Today the Centers for Disease Control and Prevention (CDC) released new data showing the fit of face masks—both cloth and surgical—can significantly reduce COVID-19 transmission, by as much as 96.5% if both infected and uninfected people wear them properly.
"What we know now is everyone needs to be wearing a mask when they are in public or inside with people from outside their households," said Rochelle Walensky, MD, director of the CDC during a press briefing today.
"But many well-meaning people wear masks that do not fit well or fit incorrectly."
New guidance comes with new data
To fix this, the CDC has published new images and guidance on mask wearing that show the optimal coverings: A surgical (or medical) mask knotted around the ears for a close fit, or a surgical mask and cloth combination. The images accompany new data in Morbidity and Mortality Weekly Report (MMWR) on simulated laboratory exposure to aerosols and mask fit.
When exposed to aerosols that mimicked the size of COVID-19 aerosols produced by both coughing and breathing, close-fitting masks outperformed no masks or masks with gaps at the side of the face. Results from the experiment showed that the unknotted three-ply medical procedure mask alone blocked 42.0% of the particles from a simulated cough (standard deviation [SD] = 6.70), and the cloth mask alone blocked 44.3% (SD = 14.0).
The combination of the cloth mask covering the medical procedure mask (double mask) blocked 92.5% of the cough particles. Maximum protection was seen when both the "source" and "receiver" of the cough were both fitted with double masks or knotted and tucked medical masks. Then the cumulative exposure of the receiver was reduced 96.4% (SD = 0.02) and 95.9% (SD = 0.02), respectively, the authors said.
"These laboratory-based experiments highlight the importance of good fit to optimize mask performance," the authors wrote.
Walensky said new commercial mask fitters, which close gaps left by cloth masks, are also a good option for those looking for increased protection. In the MMWR study, results showed when fitters were secured over a medical procedure mask, they could potentially increase the wearer's protection by more than 90% for aerosols in the size range considered to be the most important for transmitting SARS-CoV-2.
New mass vaccination sites in Texas
As they announced last week when unveiling new mass COVID-19 vaccination sites in East Los Angeles and Oakland, the White House COVID-19 task force said today the federal government will open three new mass vaccination sites in Dallas, Arlington, and Houston, Tex., which should be operational by Feb 22.
The sites will eventually be able to distribute 10,000 doses of COVID-19 vaccine per day, Jeff Zients, the Biden administration's COVID-19 czar said. Zients also said the Biden administration is well on its way to meeting the goal of 100 million vaccines distributed during the first 100 days of the presidency, and said the 7-day average of shots given rose this past week to 1.5 million.
"We've been making steady progress on getting more vaccine supply," said Zients. He also emphasized the new mass vaccination sites in Texas would help the aid in the equitable distribution the COVID-19 vaccine.
The CDC COVID Data Tracker shows 65,972,575 COVID-19 vaccine doses have been delivered in the United States, and 44,769,970 doses have been administered.

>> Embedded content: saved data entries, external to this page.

/// Shared output model of the order mutation endpoints (place, amend,
/// cancel). Everything is optional: the exchange echoes back whichever
/// fields apply to the acknowledged state.
#[derive(Debug, Clone, Serialize, Deserialize)]
#[serde(rename_all = "camelCase")]
pub struct OrderResponse {
    /// Exchange assigned order ID
    #[serde(rename = "orderID")]
    pub order_id: Option<String>,
    #[serde(rename = "clOrdID")]
    pub client_id: Option<String>,
    /// Phemex error code, 0 if no error
    #[serde(rename = "bizError")]
    pub error: Option<i64>,
    /// Registration time on the exchange, nanoseconds
    #[serde(rename = "actionTimeNs")]
    pub action_time_ns: Option<i64>,
    /// Fulfillment time on the exchange, nanoseconds
    #[serde(rename = "transactTimeNs")]
    pub trans_time_ns: Option<i64>,
    #[serde(rename = "ordStatus", default, deserialize_with = "none_markers")]
    pub order_status: Option<OrderStatus>,
    #[serde(rename = "execStatus", default, deserialize_with = "none_markers")]
    pub exec_status: Option<ExecStatus>,
    #[serde(rename = "execInst", default, deserialize_with = "none_markers")]
    pub exec_instructions: Option<ExecInst>,
    #[serde(default, deserialize_with = "none_markers")]
    pub order_type: Option<OrderType>,
    pub symbol: Option<String>,
    #[serde(default, deserialize_with = "none_markers")]
    pub side: Option<Side>,
    #[serde(rename = "orderQtyRq")]
    pub quantity: Option<PhemexDecimal>,
    #[serde(rename = "priceRp")]
    pub price: Option<PhemexDecimal>,
    pub reduce_only: Option<bool>,
    #[serde(default, deserialize_with = "none_markers")]
    pub time_in_force: Option<TimeInForce>,
    #[serde(rename = "pegPriceType", default, deserialize_with = "none_markers")]
    pub peg_type: Option<PegPriceType>,
    #[serde(rename = "pegOffsetValueRp")]
    pub peg_offset: Option<PhemexDecimal>,
    #[serde(rename = "stopPxRp")]
    pub stop_price: Option<PhemexDecimal>,
    #[serde(rename = "stopLossRp")]
    pub sl_price: Option<PhemexDecimal>,
    #[serde(rename = "takeProfitRp")]
    pub tp_price: Option<PhemexDecimal>,
    #[serde(rename = "triggerType", default, deserialize_with = "none_markers")]
    pub trigger: Option<TriggerType>,
    /// Quantity closed against an open position
    #[serde(rename = "closedSizeRq")]
    pub closed_size: Option<PhemexDecimal>,
    /// Realized PnL for the closed portion of the order
    #[serde(rename = "closedPnlRv")]
    pub closed_pnl: Option<PhemexDecimal>,
    #[serde(rename = "cumQtyRq")]
    pub cum_qty: Option<PhemexDecimal>,
    #[serde(rename = "cumValueRv")]
    pub cum_value: Option<PhemexDecimal>,
    /// Remaining quantity yet to be filled
    #[serde(rename = "leavesQtyRq")]
    pub leaves_qty: Option<PhemexDecimal>,
    #[serde(rename = "leavesValueRv")]
    pub leaves_value: Option<PhemexDecimal>,
    /// Display quantity for iceberg orders
    #[serde(rename = "displayQtyRq")]
    pub display_qty: Option<PhemexDecimal>,
    #[serde(rename = "priceRq")]
    pub peg_price: Option<PhemexDecimal>,
    #[serde(rename = "pegOffsetProportionRr")]
    pub peg_proportion: Option<PhemexDecimal>,
}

Americans eager to get vaccine, dissatisfied with rollout
A new poll by the Associated Press-NORC Center for Public Affairs Research shows 67% of respondents said they plan to get vaccinated or have already done so, while 32% said they definitely or probably won't get the vaccine.
Resistance to the vaccine was highest among young people, people without a college degree, Republicans, and black Americans. Experts have long said the United States will need at least 70% of its population vaccinated before herd immunity to COVID-19 is obtained.
In another new Gallup poll, 71% of Americans now say they want to get vaccinated, up from 65% in late December. But two-thirds of Americans say they are dissatisfied with the nation's COVID-19 vaccine rollout, including 21% who say they are "very dissatisfied."
Despite the sizable number of Americans who said they will not get a vaccine, acceptance is growing since Joe Biden took office on Jan 20. A poll from the City University of New York Graduate School of Public Health and Health Policy of New York City residents shows 55% of residents last September reported they would take the vaccine when it became available and this January, 64% reported they would take it.
In MMWR, results from a poll of representative US households showed from September to December of 2020, intent to receive COVID-19 vaccines increased from 39.4% to 49.1% among adults and across all priority groups, but hesitancy was still more likely among blacks, Latinos, and younger adults.
California has highest death toll
Finally today, California has become the state with the highest COVID-19 death toll in the nation, with 44,900 deaths attributed to the virus.
Yesterday the United States reported 92,666 new COVID-19 cases, and 3,031 deaths, according to the Johns Hopkins COVID-19 tracker. In total, the United States has 27,263,914 COVID-19 cases, including 470,600 deaths.